- _DIRECTIONS_: Without changing anything, transcribe all of the entries.
Segment Open
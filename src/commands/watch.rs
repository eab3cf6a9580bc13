//! Live monitoring: a fast CPU-only poll and a slower full refresh share one
//! collector and process monitor, and print JSON lines.

use anyhow::Result;
use clap::ArgMatches;
use colored::Colorize;
use parking_lot::Mutex;
use serde::Serialize;
use std::sync::atomic::{AtomicU64, Ordering};
use std::sync::Arc;
use std::time::Duration;

use crate::core::system_monitor::{
    CpuStatRates, DiskRates, IoRateMonitor, MetricsHistory, NetworkRates, ProcessInfo,
    ProcessMonitor, SystemCollector, SystemSnapshot,
};
use crate::core::tasks::TaskEvent;
use crate::core::Config;

/// Everything the full refresh produces in one iteration.
#[derive(Debug, Clone, Serialize)]
struct FullReport {
    system: SystemSnapshot,
    network: NetworkRates,
    disk: DiskRates,
    cpu_stats: Option<CpuStatRates>,
    top_processes: Vec<ProcessInfo>,
}

#[derive(Serialize)]
#[serde(tag = "kind", rename_all = "snake_case")]
enum WatchLine<'a> {
    Fast {
        at: String,
        top_processes: &'a [ProcessInfo],
    },
    Full {
        at: String,
        #[serde(flatten)]
        report: &'a FullReport,
        cpu_history: Vec<u64>,
    },
}

fn now() -> String {
    chrono::Local::now().to_rfc3339()
}

fn print_line(line: &WatchLine<'_>) {
    match serde_json::to_string(line) {
        Ok(json) => println!("{json}"),
        Err(err) => log::warn!("Failed to render watch output: {}", err),
    }
}

pub fn execute(matches: &ArgMatches) -> Result<()> {
    let mut config = Config::load()?;
    if let Some(&ms) = matches.get_one::<u64>("fast-ms") {
        config.fast_refresh_ms = ms;
    }
    if let Some(&ms) = matches.get_one::<u64>("full-ms") {
        config.full_refresh_ms = ms;
    }
    let top = matches.get_one::<usize>("top").copied().unwrap_or(10);
    let max_reports = matches.get_one::<u64>("count").copied();

    let (pool, event_loop) = super::start_pool(&config)?;
    let stop = super::interrupt_flag("Stopping monitor...")?;

    let collector = Arc::new(SystemCollector::new());
    let monitor = Arc::new(ProcessMonitor::new(collector.core_count()));
    let io_rates = Arc::new(IoRateMonitor::new());
    let history = Arc::new(Mutex::new(MetricsHistory::with_capacity(config.history_capacity)));
    let reports = Arc::new(AtomicU64::new(0));

    eprintln!(
        "{} (fast {:?}, full {:?}). Press Ctrl+C to stop.",
        "Watching system".cyan().bold(),
        config.fast_refresh(),
        config.full_refresh()
    );

    let mut full = {
        let collector = Arc::clone(&collector);
        let monitor = Arc::clone(&monitor);
        let io_rates = Arc::clone(&io_rates);
        let history = Arc::clone(&history);
        let reports = Arc::clone(&reports);

        pool.start_periodic(
            config.full_refresh(),
            move || {
                let mut processes = monitor.full_refresh(collector.process_samples()?);
                processes.truncate(top);
                let system = collector.snapshot()?;
                Ok(FullReport {
                    network: io_rates.network_rates(system.network),
                    disk: io_rates.disk_rates(collector.disk_counters()),
                    cpu_stats: collector
                        .cpu_stat_counters()
                        .map(|counters| io_rates.cpu_stat_rates(counters)),
                    system,
                    top_processes: processes,
                })
            },
            move |event| match event {
                TaskEvent::Result(report) => {
                    let cpu_history = {
                        let mut history = history.lock();
                        history.record(&report.system, &report.network);
                        history.cpu_as_u64()
                    };
                    print_line(&WatchLine::Full {
                        at: now(),
                        report: &report,
                        cpu_history,
                    });
                    reports.fetch_add(1, Ordering::Relaxed);
                }
                TaskEvent::Error(message) => {
                    eprintln!("{} {}", "Full refresh failed:".red(), message);
                }
                TaskEvent::Progress(_) | TaskEvent::Finished => {}
            },
        )
    };

    let mut fast = {
        let collector = Arc::clone(&collector);
        let monitor = Arc::clone(&monitor);

        pool.start_periodic(
            config.fast_refresh(),
            move || {
                let mut processes = monitor.fast_update(collector.cpu_samples()?);
                processes.truncate(top);
                Ok(processes)
            },
            move |event| match event {
                // Empty until the first full refresh has run.
                TaskEvent::Result(processes) if !processes.is_empty() => {
                    print_line(&WatchLine::Fast {
                        at: now(),
                        top_processes: &processes,
                    });
                }
                TaskEvent::Error(message) => {
                    log::debug!("Fast update failed: {}", message);
                }
                _ => {}
            },
        )
    };

    loop {
        event_loop.run_for(Duration::from_millis(100));
        if stop.load(Ordering::Relaxed) {
            break;
        }
        if max_reports.is_some_and(|max| reports.load(Ordering::Relaxed) >= max) {
            break;
        }
    }

    let fast_stopped = fast.stop();
    let full_stopped = full.stop();
    event_loop.process_events();

    if let Err(err) = fast_stopped.and(full_stopped) {
        eprintln!("{} {}", "Warning:".yellow(), err);
    }
    eprintln!(
        "{} after {} full reports",
        "Monitor stopped".green(),
        reports.load(Ordering::Relaxed)
    );
    Ok(())
}
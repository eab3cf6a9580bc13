// Command handlers module
pub mod config;
pub mod scan;
pub mod snapshot;
pub mod watch;

use anyhow::{Context, Result};
use colored::Colorize;
use std::sync::atomic::{AtomicBool, Ordering};
use std::sync::Arc;

use crate::core::tasks::{dispatch, EventLoop, WorkerPool};
use crate::core::Config;

/// Worker pool sized from the user's config, with its presentation loop.
pub(crate) fn start_pool(config: &Config) -> Result<(WorkerPool, EventLoop)> {
    let (dispatcher, event_loop) = dispatch::channel();
    let pool = WorkerPool::with_config(dispatcher, config.pool_config())
        .context("Failed to start worker pool")?;
    Ok((pool, event_loop))
}

/// Flag raised by Ctrl+C.
pub(crate) fn interrupt_flag(message: &'static str) -> Result<Arc<AtomicBool>> {
    let flag = Arc::new(AtomicBool::new(false));
    let flag_clone = Arc::clone(&flag);

    ctrlc::set_handler(move || {
        eprintln!();
        eprintln!("{}", message.yellow().bold());
        flag_clone.store(true, Ordering::Relaxed);
    })
    .map_err(|e| anyhow::anyhow!("Failed to set Ctrl+C handler: {}", e))?;

    Ok(flag)
}
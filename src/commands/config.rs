use crate::core::Config;
use anyhow::{Context, Result};
use colored::Colorize;

pub fn execute(matches: &clap::ArgMatches) -> Result<()> {
    match matches.subcommand() {
        Some(("show", _)) => show(),
        Some(("path", _)) => path(),
        Some(("reset", _)) => reset(),
        _ => {
            println!("Use 'sysdash config --help' for more information.");
            Ok(())
        }
    }
}

fn show() -> Result<()> {
    let config = Config::load()?;
    let json = serde_json::to_string_pretty(&config).context("Failed to render config")?;
    println!("{json}");
    Ok(())
}

fn path() -> Result<()> {
    let path = Config::get_config_path()?;
    let status = if path.exists() {
        "exists".green()
    } else {
        "not created yet".dimmed()
    };
    println!("{} ({})", path.display(), status);
    Ok(())
}

fn reset() -> Result<()> {
    Config::reset()?;
    let path = Config::get_config_path()?;
    println!(
        "{} {}",
        "Configuration reset to defaults:".green().bold(),
        path.display()
    );
    Ok(())
}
Segment Closed
- _WRITTEN RESPONSE_:
filename src/commands/watch.rs
repository eab3cf6a9580bc13
//! Live monitoring: a fast CPU-only poll and a slower full refresh share one
//! collector and process monitor, and print JSON lines.

use anyhow::Result;
use clap::ArgMatches;
use colored::Colorize;
use parking_lot::Mutex;
use serde::Serialize;
use std::sync::atomic::{AtomicU64, Ordering};
use std::sync::Arc;
use std::time::Duration;

use crate::core::system_monitor::{
    CpuStatRates, DiskRates, IoRateMonitor, MetricsHistory, NetworkRates, ProcessInfo,
    ProcessMonitor, SystemCollector, SystemSnapshot,
};
use crate::core::tasks::TaskEvent;
use crate::core::Config;

/// Everything the full refresh produces in one iteration.
#[derive(Debug, Clone, Serialize)]
struct FullReport {
    system: SystemSnapshot,
    network: NetworkRates,
    disk: DiskRates,
    cpu_stats: Option<CpuStatRates>,
    top_processes: Vec<ProcessInfo>,
}

#[derive(Serialize)]
#[serde(tag = "kind", rename_all = "snake_case")]
enum WatchLine<'a> {
    Fast {
        at: String,
        top_processes: &'a [ProcessInfo],
    },
    Full {
        at: String,
        #[serde(flatten)]
        report: &'a FullReport,
        cpu_history: Vec<u64>,
    },
}

fn now() -> String {
    chrono::Local::now().to_rfc3339()
}

fn print_line(line: &WatchLine<'_>) {
    match serde_json::to_string(line) {
        Ok(json) => println!("{json}"),
        Err(err) => log::warn!("Failed to render watch output: {}", err),
    }
}

pub fn execute(matches: &ArgMatches) -> Result<()> {
    let mut config = Config::load()?;
    if let Some(&ms) = matches.get_one::<u64>("fast-ms") {
        config.fast_refresh_ms = ms;
    }
    if let Some(&ms) = matches.get_one::<u64>("full-ms") {
        config.full_refresh_ms = ms;
    }
    let top = matches.get_one::<usize>("top").copied().unwrap_or(10);
    let max_reports = matches.get_one::<u64>("count").copied();

    let (pool, event_loop) = super::start_pool(&config)?;
    let stop = super::interrupt_flag("Stopping monitor...")?;

    let collector = Arc::new(SystemCollector::new());
    let monitor = Arc::new(ProcessMonitor::new(collector.core_count()));
    let io_rates = Arc::new(IoRateMonitor::new());
    let history = Arc::new(Mutex::new(MetricsHistory::with_capacity(config.history_capacity)));
    let reports = Arc::new(AtomicU64::new(0));

    eprintln!(
        "{} (fast {:?}, full {:?}). Press Ctrl+C to stop.",
        "Watching system".cyan().bold(),
        config.fast_refresh(),
        config.full_refresh()
    );

    let mut full = {
        let collector = Arc::clone(&collector);
        let monitor = Arc::clone(&monitor);
        let io_rates = Arc::clone(&io_rates);
        let history = Arc::clone(&history);
        let reports = Arc::clone(&reports);

        pool.start_periodic(
            config.full_refresh(),
            move || {
                let mut processes = monitor.full_refresh(collector.process_samples()?);
                processes.truncate(top);
                let system = collector.snapshot()?;
                Ok(FullReport {
                    network: io_rates.network_rates(system.network),
                    disk: io_rates.disk_rates(collector.disk_counters()),
                    cpu_stats: collector
                        .cpu_stat_counters()
                        .map(|counters| io_rates.cpu_stat_rates(counters)),
                    system,
                    top_processes: processes,
                })
            },
            move |event| match event {
                TaskEvent::Result(report) => {
                    let cpu_history = {
                        let mut history = history.lock();
                        history.record(&report.system, &report.network);
                        history.cpu_as_u64()
                    };
                    print_line(&WatchLine::Full {
                        at: now(),
                        report: &report,
                        cpu_history,
                    });
                    reports.fetch_add(1, Ordering::Relaxed);
                }
                TaskEvent::Error(message) => {
                    eprintln!("{} {}", "Full refresh failed:".red(), message);
                }
                TaskEvent::Progress(_) | TaskEvent::Finished => {}
            },
        )
    };

    let mut fast = {
        let collector = Arc::clone(&collector);
        let monitor = Arc::clone(&monitor);

        pool.start_periodic(
            config.fast_refresh(),
            move || {
                let mut processes = monitor.fast_update(collector.cpu_samples()?);
                processes.truncate(top);
                Ok(processes)
            },
            move |event| match event {
                // Empty until the first full refresh has run.
                TaskEvent::Result(processes) if !processes.is_empty() => {
                    print_line(&WatchLine::Fast {
                        at: now(),
                        top_processes: &processes,
                    });
                }
                TaskEvent::Error(message) => {
                    log::debug!("Fast update failed: {}", message);
                }
                _ => {}
            },
        )
    };

    loop {
        event_loop.run_for(Duration::from_millis(100));
        if stop.load(Ordering::Relaxed) {
            break;
        }
        if max_reports.is_some_and(|max| reports.load(Ordering::Relaxed) >= max) {
            break;
        }
    }

    let fast_stopped = fast.stop();
    let full_stopped = full.stop();
    event_loop.process_events();

    if let Err(err) = fast_stopped.and(full_stopped) {
        eprintln!("{} {}", "Warning:".yellow(), err);
    }
    eprintln!(
        "{} after {} full reports",
        "Monitor stopped".green(),
        reports.load(Ordering::Relaxed)
    );
    Ok(())
}
repository eab3cf6a9580bc13
// Command handlers module
pub mod config;
pub mod scan;
pub mod snapshot;
pub mod watch;

use anyhow::{Context, Result};
use colored::Colorize;
use std::sync::atomic::{AtomicBool, Ordering};
use std::sync::Arc;

use crate::core::tasks::{dispatch, EventLoop, WorkerPool};
use crate::core::Config;

/// Worker pool sized from the user's config, with its presentation loop.
pub(crate) fn start_pool(config: &Config) -> Result<(WorkerPool, EventLoop)> {
    let (dispatcher, event_loop) = dispatch::channel();
    let pool = WorkerPool::with_config(dispatcher, config.pool_config())
        .context("Failed to start worker pool")?;
    Ok((pool, event_loop))
}

/// Flag raised by Ctrl+C.
pub(crate) fn interrupt_flag(message: &'static str) -> Result<Arc<AtomicBool>> {
    let flag = Arc::new(AtomicBool::new(false));
    let flag_clone = Arc::clone(&flag);

    ctrlc::set_handler(move || {
        eprintln!();
        eprintln!("{}", message.yellow().bold());
        flag_clone.store(true, Ordering::Relaxed);
    })
    .map_err(|e| anyhow::anyhow!("Failed to set Ctrl+C handler: {}", e))?;

    Ok(flag)
}
filename src/commands/config.rs
use crate::core::Config;
use anyhow::{Context, Result};
use colored::Colorize;

pub fn execute(matches: &clap::ArgMatches) -> Result<()> {
    match matches.subcommand() {
        Some(("show", _)) => show(),
        Some(("path", _)) => path(),
        Some(("reset", _)) => reset(),
        _ => {
            println!("Use 'sysdash config --help' for more information.");
            Ok(())
        }
    }
}

fn show() -> Result<()> {
    let config = Config::load()?;
    let json = serde_json::to_string_pretty(&config).context("Failed to render config")?;
    println!("{json}");
    Ok(())
}

fn path() -> Result<()> {
    let path = Config::get_config_path()?;
    let status = if path.exists() {
        "exists".green()
    } else {
        "not created yet".dimmed()
    };
    println!("{} ({})", path.display(), status);
    Ok(())
}

fn reset() -> Result<()> {
    Config::reset()?;
    let path = Config::get_config_path()?;
    println!(
        "{} {}",
        "Configuration reset to defaults:".green().bold(),
        path.display()
    );
    Ok(())
}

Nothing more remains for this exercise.